UHS Vice-Chancellor retired Maj-Gen Prof Muhammad Aslam says: “Death of a mother is the death of a family. It is essential to strengthen primary healthcare infrastructure to reduce complications during pregnancy and labour. Provision of antenatal healthcare in the community by trained health personnel form the backbone of any such efforts.”

The UHS VC says the university will prepare a project to start a certification course in this regard for community midwives and lady health workers.

UHS Centre for Innovation in Learning and Teaching Director Dr Arif Rashid Khwaja says for healthy women with normal pregnancies, choosing a home birth is now seen as a perfectly safe option in the western world.

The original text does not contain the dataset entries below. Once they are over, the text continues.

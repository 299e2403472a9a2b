//! Builds a `LogicService` from command-line inputs

use crate::config::LogicConfig;
use crate::service::LogicService;
use anyhow::{Context, Result};
use clinlogic_sources::{DataSet, ObservationDataSource, PatientDataSource};
use clinlogic_types::Cohort;
use log::info;
use std::path::PathBuf;
use std::sync::Arc;

/// Files making up one CLI session
#[derive(Debug, Clone, Default)]
pub struct SessionFiles {
    pub data: Option<PathBuf>,
    pub rules: Option<PathBuf>,
    pub config: Option<PathBuf>,
}

/// A ready service and the population of its data set
pub struct Session {
    pub service: LogicService,
    pub population: Cohort,
}

/// Load configuration, data set and rules into a new service
pub fn load(files: &SessionFiles) -> Result<Session> {
    let config = match &files.config {
        Some(path) => LogicConfig::from_file(path)
            .with_context(|| format!("Failed to load config: {}", path.display()))?,
        None => LogicConfig::default(),
    };
    let service = LogicService::with_config(config);

    let mut population = Cohort::default();
    if let Some(path) = &files.data {
        let data = DataSet::from_file(path)
            .with_context(|| format!("Failed to load data set: {}", path.display()))?;
        population = data.cohort();
        let (patients, observations) = data
            .into_stores()
            .with_context(|| format!("Invalid data set: {}", path.display()))?;
        service.register_data_source(
            PatientDataSource::NAME,
            Arc::new(PatientDataSource::new(Arc::new(patients))),
        )?;
        let observations = ObservationDataSource::try_new(Arc::new(observations))
            .context("Failed to list observation concepts")?;
        service.register_data_source(ObservationDataSource::NAME, Arc::new(observations))?;
    }

    if let Some(path) = &files.rules {
        let count = service
            .add_rules_from_file(path)
            .with_context(|| format!("Failed to load rules: {}", path.display()))?;
        info!("Loaded {count} rules from {}", path.display());
    }

    Ok(Session {
        service,
        population,
    })
}
//! JSON data set loader
//!
//! A data set file holds patients, observations and an optional concept
//! dictionary:
//!
//! ```json
//! {
//!   "concepts": [{ "id": 5497, "name": "CD4 COUNT" }],
//!   "patients": [{ "id": 1, "gender": "M", "birthdate": "1990-06-15" }],
//!   "observations": [
//!     { "patient": 1, "concept": "CD4 COUNT", "date": "2023-06-10", "value": 180 },
//!     { "patient": 1, "concept": "HIV TEST", "date": "2023-06-10", "value": { "coded": "POSITIVE" } }
//!   ]
//! }
//! ```
//!
//! Concepts missing from the dictionary get identifiers after the highest
//! declared one, in order of first appearance.

use crate::error::{SourceError, SourceResult};
use crate::store::{MemoryObservationStore, MemoryPatientStore, Observation, Patient};
use clinlogic_types::{Cohort, Concept, PatientId, Value, parse_datetime};
use indexmap::IndexMap;
use log::info;
use rust_decimal::Decimal;
use serde::{Deserialize, Serialize};
use std::path::Path;
use std::str::FromStr;

/// One observation as written in a data set file
#[derive(Debug, Clone, PartialEq, Serialize, Deserialize)]
pub struct ObservationRecord {
    pub patient: PatientId,
    pub concept: String,
    pub date: String,
    pub value: serde_json::Value,
}

/// Patients, observations and concepts loaded from JSON
#[derive(Debug, Clone, Default, PartialEq, Serialize, Deserialize)]
pub struct DataSet {
    #[serde(default)]
    pub concepts: Vec<Concept>,
    #[serde(default)]
    pub patients: Vec<Patient>,
    #[serde(default)]
    pub observations: Vec<ObservationRecord>,
}

struct ConceptDictionary {
    by_name: IndexMap<String, Concept>,
    next_id: i64,
}

impl ConceptDictionary {
    fn new(declared: &[Concept]) -> Self {
        let by_name: IndexMap<String, Concept> = declared
            .iter()
            .map(|c| (c.name.clone(), c.clone()))
            .collect();
        let next_id = declared.iter().map(|c| c.id).max().unwrap_or(0) + 1;
        Self { by_name, next_id }
    }

    fn concept(&mut self, name: &str) -> Concept {
        if let Some(concept) = self.by_name.get(name) {
            return concept.clone();
        }
        let concept = Concept::new(self.next_id, name);
        self.next_id += 1;
        self.by_name.insert(name.to_string(), concept.clone());
        concept
    }
}

fn convert_value(
    record: &ObservationRecord,
    concepts: &mut ConceptDictionary,
) -> SourceResult<Value> {
    let invalid = |what: &str| {
        SourceError::format(format!(
            "observation of '{}' for patient {}: {what}",
            record.concept, record.patient
        ))
    };
    match &record.value {
        serde_json::Value::Bool(b) => Ok(Value::Boolean(*b)),
        serde_json::Value::Number(n) => Decimal::from_str(&n.to_string())
            .or_else(|_| Decimal::from_scientific(&n.to_string()))
            .map(Value::Numeric)
            .map_err(|_| invalid("number out of range")),
        serde_json::Value::String(s) => Ok(Value::Text(s.clone())),
        serde_json::Value::Object(fields) => {
            if let Some(name) = fields.get("coded").and_then(|v| v.as_str()) {
                Ok(Value::Coded(concepts.concept(name)))
            } else if let Some(text) = fields.get("datetime").and_then(|v| v.as_str()) {
                parse_datetime(text)
                    .map(Value::Datetime)
                    .ok_or_else(|| invalid("unreadable datetime value"))
            } else {
                Err(invalid("object values need a 'coded' or 'datetime' field"))
            }
        }
        serde_json::Value::Null | serde_json::Value::Array(_) => {
            Err(invalid("value must be a boolean, number, string or object"))
        }
    }
}

impl DataSet {
    /// Parse a data set from JSON text
    pub fn from_json(text: &str) -> SourceResult<Self> {
        Ok(serde_json::from_str(text)?)
    }

    /// Read a data set file
    pub fn from_file(path: impl AsRef<Path>) -> SourceResult<Self> {
        let path = path.as_ref();
        let text = std::fs::read_to_string(path)
            .map_err(|e| SourceError::io(path.display().to_string(), e.to_string()))?;
        let data = Self::from_json(&text)?;
        info!(
            "Loaded {} patients and {} observations from {}",
            data.patients.len(),
            data.observations.len(),
            path.display()
        );
        Ok(data)
    }

    /// Every patient identifier in the data set
    pub fn cohort(&self) -> Cohort {
        self.patients
            .iter()
            .map(|p| p.id)
            .chain(self.observations.iter().map(|o| o.patient))
            .collect()
    }

    /// Resolve concepts and values into observations
    pub fn resolve_observations(&self) -> SourceResult<Vec<Observation>> {
        let mut concepts = ConceptDictionary::new(&self.concepts);
        self.observations
            .iter()
            .map(|record| {
                let date = parse_datetime(&record.date).ok_or_else(|| {
                    SourceError::format(format!(
                        "observation of '{}' for patient {}: unreadable date '{}'",
                        record.concept, record.patient, record.date
                    ))
                })?;
                Ok(Observation {
                    patient_id: record.patient,
                    concept: concepts.concept(&record.concept),
                    date,
                    value: convert_value(record, &mut concepts)?,
                })
            })
            .collect()
    }

    /// Build in-memory stores holding the data set
    pub fn into_stores(self) -> SourceResult<(MemoryPatientStore, MemoryObservationStore)> {
        let observations = self.resolve_observations()?;
        let patients = MemoryPatientStore::new();
        for patient in self.patients {
            patients.insert(patient);
        }
        let store = MemoryObservationStore::new();
        store.extend(observations);
        Ok((patients, store))
    }
}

Every woman has the potential to have a home birth. What is important, he says, is the provision of adequate resources for good antenatal and postnatal care by trained midwives, fast access to emergency services and careful monitoring by the midwife at home.

According to Deputy Provincial Programme Co-coordinator for Maternal, Neonatal & Child Health (MNCH), Punjab, Dr Sajjid Ali, an estimated 30,000 women die each year due to pregnancy related causes. Recent estimates (WHO & Unicef) place the figures around 260/100,000 live births but in reality it may be higher because of under registration of deaths in the country and absence of cause of death information.

He says the government is integrating all services related to maternal, neonatal and child health at the district level and has introduced a new cadre of community midwives to increase skilled birth attendants.

“So far 4,200 qualified community midwives have been deployed in Punjab.”